» **PROBLEM REQUIREMENTS**
Using the data below, return all lines in which "status" appears.

※ ※ ※

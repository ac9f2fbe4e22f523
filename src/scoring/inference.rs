use std::time::Duration;

use async_trait::async_trait;
use reqwest::Client;
use serde_json::{json, Value};

use crate::config::InferenceConfig;
use crate::types::{ElementDescriptor, Hotspot, Viewport};

use super::prompt::{element_table, filter_candidates, user_prompt, SYSTEM_PROMPT};
use super::response::{message_content, parse_ranking};
use super::suppression::suppress;
use super::{Scorer, ScoringError, MAX_HOTSPOTS};

const TEMPERATURE: f64 = 0.2;
const MAX_OUTPUT_TOKENS: u32 = 500;

/// Scorer that asks a chat-completions inference service to rank elements.
///
/// One request per call, no retries. Any transport, status, or shape problem
/// is returned as a `ScoringError` for the predictor to recover from.
#[derive(Clone)]
pub struct InferenceScorer {
    client: Client,
    config: InferenceConfig,
}

impl InferenceScorer {
    pub fn new(config: InferenceConfig) -> Result<Self, reqwest::Error> {
        let client = Client::builder()
            .timeout(Duration::from_secs(config.timeout_secs))
            .build()?;
        Ok(Self { client, config })
    }

    pub fn config(&self) -> &InferenceConfig {
        &self.config
    }

    fn endpoint(&self) -> String {
        format!(
            "{}/chat/completions",
            self.config.base_url.trim_end_matches('/')
        )
    }

    fn request_body(&self, viewport: &Viewport, table: &str) -> Value {
        json!({
            "model": self.config.model,
            "temperature": TEMPERATURE,
            "max_tokens": MAX_OUTPUT_TOKENS,
            "response_format": { "type": "json_object" },
            "messages": [
                { "role": "system", "content": SYSTEM_PROMPT },
                { "role": "user", "content": user_prompt(viewport, table) },
            ],
        })
    }

    /// Send the prompt and return the raw model answer text.
    async fn complete(&self, body: &Value) -> Result<String, ScoringError> {
        let response = self
            .client
            .post(self.endpoint())
            .bearer_auth(&self.config.api_key)
            .json(body)
            .send()
            .await?;

        let status = response.status();
        if !status.is_success() {
            let body = response.text().await.unwrap_or_default();
            return Err(ScoringError::Http { status, body });
        }

        let envelope: Value = serde_json::from_str(&response.text().await?)?;
        message_content(&envelope).map(str::to_owned)
    }
}

#[async_trait]
impl Scorer for InferenceScorer {
    fn name(&self) -> &'static str {
        "inference"
    }

    async fn score(
        &self,
        elements: &[ElementDescriptor],
        viewport: &Viewport,
    ) -> Result<Vec<Hotspot>, ScoringError> {
        let candidates = filter_candidates(elements, viewport);
        if candidates.is_empty() {
            tracing::debug!("no elements near the fold, skipping inference request");
            return Ok(Vec::new());
        }

        let table = element_table(&candidates);
        let body = self.request_body(viewport, &table);

        tracing::debug!(
            candidates = candidates.len(),
            model = %self.config.model,
            "requesting hotspot ranking"
        );
        let answer = self.complete(&body).await?;
        let ranking = parse_ranking(&answer, candidates.len())?;

        let scored: Vec<Hotspot> = ranking
            .iter()
            .map(|r| Hotspot::centered_on(candidates[r.index], r.confidence))
            .collect();

        let mut result = suppress(scored);
        result.accepted.truncate(MAX_HOTSPOTS);

        tracing::debug!(
            ranked = ranking.len(),
            suppressed = result.suppressed,
            hotspots = result.accepted.len(),
            "inference scoring complete"
        );
        Ok(result.accepted)
    }
}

※ ※ ※

» **PROBLEM SOLUTION**
/// One request per call, no retries. Any transport, status, or shape problem
        let status = response.status();
        if !status.is_success() {
            return Err(ScoringError::Http { status, body });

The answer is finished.